LOOKING FOR MORE NOODLE SOUP RECIPES?
- Ginger Miso Udon Noodles with Five-Spice Tofu
- Zucchini Noodles with Tomato and Coconut Broth
- Hot and Sour Coconut Noodle Soup
- Easy Green Curry Noodles
- You can also browse all of my noodle recipes here (there are a lot).
30-Minute Yellow Curry Noodles
Broth and Noodles
- 1/2 small yellow onion, roughly chopped (about 1/2 to 2/3 cup)
- 8 cloves of garlic, peeled and roughly chopped (see note 1)
- 1 1/2 inch piece of ginger, peeled and sliced
- 3 stalks of scallions, sliced
- 3 tablespoons lemongrass paste (see note 2)
- 2 teaspoons ground coriander
- 3 Thai chilis, sliced
- 2 tablespoons canola (or any vegetable oil)
- 5 cups (1.2L) vegetable stock (see note 3)
- 2 teaspoons curry powder
- 2 tablespoons honey (or any sweetener of choice)
- 1 teaspoon kosher salt
- 1 cup (about 240ml) full-fat coconut milk
- 8 ounces (225g) wide rice noodles
- juice from 1 lime (about 2 to 3 tablespoons)
Tofu and Vegetables
- 10 ounces (about 280g) fried tofu puffs
- 2 to 3 cups several handfuls bean sprouts, depending on how much you enjoy them
- 2 carrots, sliced or julienned
- lime wedges to serve
- chopped toasted peanuts
- sliced scallions
- Lao Gan Ma spicy chili crisp (see note 4)
- Make the flavor paste: Add the onions, garlic, ginger, scallions, lemongrass paste, coriander, Thai chilis, and oil to a food processor. Blend until you get a paste. You may need to scrape the sides of the bowl to ensure all the herbs and spices are fully chopped. Transfer the paste to a large pot.
- Cook the broth: Heat the pot over medium heat and cook the flavor paste for about 1 to 2 minutes, stirring frequently to keep it from burning. Add the curry powder, vegetable stock, honey, and salt, and bring the broth to boil. Once it boils, add the coconut milk and stir.
- Cook the noodles: Bring a small pot of water to boil and cook the rice noodles according to package instructions. I used wide noodles, so they took a little longer to cook (about 8 to 9 minutes). If you are using rice noodles, make sure to stir them a few times to keep them from sticking to each other. Once cooked, drain and rinse the noodles under cold water.
- Add the Tofu and Vegetables: Add the tofu puffs, carrots, and bean sprouts, and cook them for about 2 minutes. I like leaving some uncooked bean sprouts and carrots on the side for serving because I like the crunch of those vegetables raw.

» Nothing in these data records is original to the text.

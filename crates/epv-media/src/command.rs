//! FFmpeg command builder and runner.

use std::path::{Path, PathBuf};
use std::process::Stdio;
use tokio::io::{AsyncBufReadExt, BufReader};
use tokio::process::{Child, Command};
use tokio::sync::watch;
use tracing::{debug, info, warn};

use crate::error::{MediaError, MediaResult};
use crate::progress::FfmpegProgress;

/// Builder for FFmpeg commands.
#[derive(Debug, Clone)]
pub struct FfmpegCommand {
    /// Input file path
    input: PathBuf,
    /// Output file path
    output: PathBuf,
    /// Input arguments (before -i)
    input_args: Vec<String>,
    /// Output arguments (after -i)
    output_args: Vec<String>,
    /// Whether to overwrite output
    overwrite: bool,
    /// Log level
    log_level: String,
}

impl FfmpegCommand {
    /// Create a new FFmpeg command.
    pub fn new(input: impl AsRef<Path>, output: impl AsRef<Path>) -> Self {
        Self {
            input: input.as_ref().to_path_buf(),
            output: output.as_ref().to_path_buf(),
            input_args: Vec::new(),
            output_args: Vec::new(),
            overwrite: true,
            log_level: "error".to_string(),
        }
    }

    /// Add input arguments (before -i).
    pub fn input_arg(mut self, arg: impl Into<String>) -> Self {
        self.input_args.push(arg.into());
        self
    }

    /// Add multiple input arguments.
    pub fn input_args<I, S>(mut self, args: I) -> Self
    where
        I: IntoIterator<Item = S>,
        S: Into<String>,
    {
        self.input_args.extend(args.into_iter().map(Into::into));
        self
    }

    /// Add output arguments (after -i).
    pub fn output_arg(mut self, arg: impl Into<String>) -> Self {
        self.output_args.push(arg.into());
        self
    }

    /// Add multiple output arguments.
    pub fn output_args<I, S>(mut self, args: I) -> Self
    where
        I: IntoIterator<Item = S>,
        S: Into<String>,
    {
        self.output_args.extend(args.into_iter().map(Into::into));
        self
    }

    /// Set seek position (before input).
    pub fn seek(self, seconds: f64) -> Self {
        self.input_arg("-ss").input_arg(format!("{:.3}", seconds))
    }

    /// Set duration.
    pub fn duration(self, seconds: f64) -> Self {
        self.input_arg("-t").input_arg(format!("{:.3}", seconds))
    }

    /// Set video filter.
    pub fn video_filter(self, filter: impl Into<String>) -> Self {
        self.output_arg("-vf").output_arg(filter)
    }

    /// Set filter complex.
    pub fn filter_complex(self, filter: impl Into<String>) -> Self {
        self.output_arg("-filter_complex").output_arg(filter)
    }

    /// Set video codec.
    pub fn video_codec(self, codec: impl Into<String>) -> Self {
        self.output_arg("-c:v").output_arg(codec)
    }

    /// Set audio codec.
    pub fn audio_codec(self, codec: impl Into<String>) -> Self {
        self.output_arg("-c:a").output_arg(codec)
    }

    /// Set CRF (quality).
    pub fn crf(self, crf: u8) -> Self {
        self.output_arg("-crf").output_arg(crf.to_string())
    }

    /// Set preset.
    pub fn preset(self, preset: impl Into<String>) -> Self {
        self.output_arg("-preset").output_arg(preset)
    }

    /// Set audio bitrate.
    pub fn audio_bitrate(self, bitrate: impl Into<String>) -> Self {
        self.output_arg("-b:a").output_arg(bitrate)
    }

    /// Extract single frame.
    pub fn single_frame(self) -> Self {
        self.output_arg("-vframes").output_arg("1")
    }

    /// Set log level.
    pub fn log_level(mut self, level: impl Into<String>) -> Self {
        self.log_level = level.into();
        self
    }

    /// Build the command arguments.
    pub fn build_args(&self) -> Vec<String> {
        let mut args = Vec::new();

        // Overwrite flag
        if self.overwrite {
            args.push("-y".to_string());
        }

        // Log level
        args.push("-v".to_string());
        args.push(self.log_level.clone());

        // Progress output to stderr
        args.push("-progress".to_string());
        args.push("pipe:2".to_string());

        // Input args
        args.extend(self.input_args.clone());

        // Input file
        args.push("-i".to_string());
        args.push(self.input.to_string_lossy().to_string());

        // Output args
        args.extend(self.output_args.clone());

        // Output file
        args.push(self.output.to_string_lossy().to_string());

        args
    }
}

/// Runner for FFmpeg commands with progress tracking and cancellation.
pub struct FfmpegRunner {
    /// Cancellation signal receiver
    cancel_rx: Option<watch::Receiver<bool>>,
    /// Timeout in seconds
    timeout_secs: Option<u64>,
}

impl Default for FfmpegRunner {
    fn default() -> Self {
        Self::new()
    }
}

impl FfmpegRunner {
    /// Create a new runner.
    pub fn new() -> Self {
        Self {
            cancel_rx: None,
            timeout_secs: None,
        }
    }

    /// Set cancellation signal.
    pub fn with_cancel(mut self, cancel_rx: watch::Receiver<bool>) -> Self {
        self.cancel_rx = Some(cancel_rx);
        self
    }

    /// Set timeout.
    pub fn with_timeout(mut self, secs: u64) -> Self {
        self.timeout_secs = Some(secs);
        self
    }

    /// Run an FFmpeg command.
    pub async fn run(&self, cmd: &FfmpegCommand) -> MediaResult<()> {
        self.run_with_progress(cmd, |_| {}).await
    }

    /// Run an FFmpeg command with progress callback.
    pub async fn run_with_progress<F>(&self, cmd: &FfmpegCommand, progress_callback: F) -> MediaResult<()>
    where
        F: Fn(FfmpegProgress) + Send + 'static,
    {
        // Check FFmpeg exists
        which::which("ffmpeg").map_err(|_| MediaError::FfmpegNotFound)?;

        let args = cmd.build_args();
        debug!("Running FFmpeg: ffmpeg {}", args.join(" "));

        let mut child = Command::new("ffmpeg")
            .args(&args)
            .stdin(Stdio::null())
            .stdout(Stdio::piped())
            .stderr(Stdio::piped())
            .spawn()?;

        let stderr = child.stderr.take().expect("stderr not captured");
        let mut reader = BufReader::new(stderr).lines();

        // Spawn progress parsing task
        let progress_handle = tokio::spawn(async move {
            let mut current_progress = FfmpegProgress::default();

            while let Ok(Some(line)) = reader.next_line().await {
                if let Some(progress) = parse_progress_line(&line, &mut current_progress) {
                    progress_callback(progress.clone());
                }
            }
        });

        // Wait for completion with optional timeout and cancellation
        let result = self.wait_for_completion(&mut child).await;

        // Wait for progress task to complete
        let _ = progress_handle.await;

        result
    }

    /// Wait for child process with cancellation and timeout, racing both
    /// against the child's exit so a mid-encode cancel or timeout kills the
    /// process immediately rather than waiting for it to finish on its own.
    async fn wait_for_completion(&self, child: &mut Child) -> MediaResult<()> {
        let mut cancel_rx = self.cancel_rx.clone();
        let deadline = self
            .timeout_secs
            .map(|secs| tokio::time::Instant::now() + std::time::Duration::from_secs(secs));

        let timeout_fut = async {
            match deadline {
                Some(deadline) => tokio::time::sleep_until(deadline).await,
                None => std::future::pending().await,
            }
        };
        let cancelled_fut = async {
            match cancel_rx.as_mut() {
                Some(rx) => loop {
                    if *rx.borrow() {
                        return;
                    }
                    if rx.changed().await.is_err() {
                        return std::future::pending().await;
                    }
                },
                None => std::future::pending().await,
            }
        };

        tokio::select! {
            status = child.wait() => {
                let status = status?;
                if status.success() {
                    Ok(())
                } else {
                    Err(MediaError::ffmpeg_failed(
                        "FFmpeg exited with non-zero status",
                        None,
                        status.code(),
                    ))
                }
            }
            _ = timeout_fut => {
                let timeout_secs = self.timeout_secs.expect("deadline implies timeout_secs is set");
                warn!("FFmpeg timed out after {} seconds, killing process", timeout_secs);
                let _ = child.kill().await;
                Err(MediaError::Timeout(timeout_secs))
            }
            _ = cancelled_fut => {
                info!("FFmpeg cancelled, killing process");
                let _ = child.kill().await;
                Err(MediaError::Cancelled)
            }
        }
    }
}

/// Parse a progress line from FFmpeg's -progress output.
fn parse_progress_line(line: &str, current: &mut FfmpegProgress) -> Option<FfmpegProgress> {
    let line = line.trim();

    if let Some((key, value)) = line.split_once('=') {
        match key {
            "out_time_ms" | "out_time_us" => {
                // Parse microseconds or milliseconds to milliseconds
                if let Ok(us) = value.parse::<i64>() {
                    current.out_time_ms = if key == "out_time_us" {
                        us / 1000
                    } else {
                        us
                    };
                }
            }
            "out_time" => {
                // Format: HH:MM:SS.microseconds
                current.out_time = value.to_string();
            }
            "frame" => {
                if let Ok(frame) = value.parse() {
                    current.frame = frame;
                }
            }
            "fps" => {
                if let Ok(fps) = value.parse() {
                    current.fps = fps;
                }
            }
            "speed" => {
                // Format: "1.5x" or "N/A"
                if value != "N/A" {
                    if let Some(speed_str) = value.strip_suffix('x') {
                        if let Ok(speed) = speed_str.parse() {
                            current.speed = speed;
                        }
                    }
                }
            }
            "progress" => {
                // "continue" or "end"
                if value == "end" {
                    current.is_complete = true;
                }
                return Some(current.clone());
            }
            _ => {}
        }
    }

    None
}

/// Check if FFmpeg is available.
pub fn check_ffmpeg() -> MediaResult<PathBuf> {
    which::which("ffmpeg").map_err(|_| MediaError::FfmpegNotFound)
}

/// Check if FFprobe is available.
pub fn check_ffprobe() -> MediaResult<PathBuf> {
    which::which("ffprobe").map_err(|_| MediaError::FfprobeNotFound)
}

#[cfg(test)]
mod tests {
    use super::*;

    #[test]
    fn test_command_builder() {
        let cmd = FfmpegCommand::new("input.mp4", "output.mp4")
            .seek(10.0)
            .duration(30.0)
            .video_codec("libx264")
            .crf(18);

        let args = cmd.build_args();
        assert!(args.contains(&"-ss".to_string()));
        assert!(args.contains(&"10.000".to_string()));
        assert!(args.contains(&"-c:v".to_string()));
        assert!(args.contains(&"libx264".to_string()));
    }

    #[test]
    fn test_progress_parsing() {
        let mut progress = FfmpegProgress::default();

        parse_progress_line("out_time_ms=5000000", &mut progress);
        assert_eq!(progress.out_time_ms, 5000000);

        parse_progress_line("speed=1.5x", &mut progress);
        assert!((progress.speed - 1.5).abs() < 0.01);

        let result = parse_progress_line("progress=end", &mut progress);
        assert!(result.is_some());
        assert!(progress.is_complete);
    }
}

- Serve: Add the lime juice and taste the broth to see if it is to your liking. Adjust the seasonings to your taste. Divide the noodles into bowls and ladle broth, tofu, and vegetables over the noodles. Serve the noodles with cilantro, sliced scallions, chopped peanuts, and lao gan ma spicy chili crisp, if desired.

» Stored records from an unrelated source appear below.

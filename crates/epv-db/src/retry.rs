//! Retry policy with exponential backoff and jitter, for transient
//! connection/serialization failures.

use std::time::Duration;

use rand::Rng;
use tracing::{info_span, warn, Instrument};

use crate::error::{DbError, DbResult};
use crate::metrics::record_retry;

/// Retry policy configuration.
#[derive(Debug, Clone)]
pub struct RetryConfig {
    pub max_retries: u32,
    pub base_delay_ms: u64,
    pub max_delay_ms: u64,
}

impl Default for RetryConfig {
    fn default() -> Self {
        Self {
            max_retries: 5,
            base_delay_ms: 100,
            max_delay_ms: 5000,
        }
    }
}

impl RetryConfig {
    pub fn from_env() -> Self {
        let base_delay_ms: u64 = std::env::var("DB_RETRY_BASE_MS")
            .ok()
            .and_then(|s| s.parse().ok())
            .unwrap_or(100);

        let max_delay_ms: u64 = std::env::var("DB_RETRY_MAX_MS")
            .ok()
            .and_then(|s| s.parse().ok())
            .unwrap_or(5000);

        let max_retries: u32 = std::env::var("DB_RETRY_MAX_ATTEMPTS")
            .ok()
            .and_then(|s| s.parse().ok())
            .unwrap_or(5);

        Self {
            max_retries,
            base_delay_ms,
            max_delay_ms,
        }
    }
}

/// Execute an async operation with retry.
///
/// Retries on connection resets, pool timeouts, deadlocks (`40P01`), and
/// serialization failures (`40001`). Does not retry constraint violations,
/// not-found, or lock-contention results, since those are meaningful
/// outcomes the caller needs to see.
pub async fn with_retry<T, F, Fut>(config: &RetryConfig, operation: &str, op: F) -> DbResult<T>
where
    F: Fn() -> Fut,
    Fut: std::future::Future<Output = DbResult<T>>,
{
    let mut last_error = None;

    for attempt in 0..=config.max_retries {
        let span = info_span!("db_retry", operation = %operation, attempt = attempt + 1);
        let result = op().instrument(span).await;

        match result {
            Ok(value) => return Ok(value),
            Err(e) if e.is_retryable() && attempt < config.max_retries => {
                let delay = calculate_delay(config, attempt);
                warn!(
                    operation = %operation,
                    attempt = attempt + 1,
                    delay_ms = delay.as_millis() as u64,
                    "database operation failed, retrying: {}",
                    e
                );
                record_retry(operation);
                tokio::time::sleep(delay).await;
                last_error = Some(e);
            }
            Err(e) => return Err(e),
        }
    }

    Err(last_error.unwrap_or_else(|| DbError::config_error("retry loop exited with no error")))
}

fn calculate_delay(config: &RetryConfig, attempt: u32) -> Duration {
    let exp_delay = config.base_delay_ms.saturating_mul(2u64.pow(attempt));
    let capped_delay = exp_delay.min(config.max_delay_ms);

    let jittered = if capped_delay > 0 {
        rand::thread_rng().gen_range(0..=capped_delay)
    } else {
        0
    };

    Duration::from_millis(jittered.max(config.base_delay_ms))
}

#[cfg(test)]
mod tests {
    use super::*;

    #[test]
    fn default_config_matches_documented_values() {
        let config = RetryConfig::default();
        assert_eq!(config.max_retries, 5);
        assert_eq!(config.base_delay_ms, 100);
        assert_eq!(config.max_delay_ms, 5000);
    }

    #[test]
    fn delay_respects_max_cap() {
        let config = RetryConfig {
            max_retries: 3,
            base_delay_ms: 1000,
            max_delay_ms: 2000,
        };
        let delay = calculate_delay(&config, 10);
        assert!(delay.as_millis() <= 2000);
    }

    #[test]
    fn delay_never_below_base() {
        let config = RetryConfig::default();
        let delay = calculate_delay(&config, 0);
        assert!(delay.as_millis() >= config.base_delay_ms as u128);
    }
}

- Yes, that is right. EIGHT cloves of garlic!
- See my notes in the blog post if using fresh lemongrass. If you are using it, make sure to fish out the chunks before adding the tofu and vegetables to the broth.
- I get questions about what kind of vegetable stock I use. I might lose my food blogger card for this, but I usually use Better Than Bouillon.
- This is by far my favorite hot sauce. It is spicy and has a lot of crispy flavor bits (fried shallots and fermented black beans). I usually get it at Asian supermarkets for about $2.50. It’s available on Amazon, but at 4 times the price.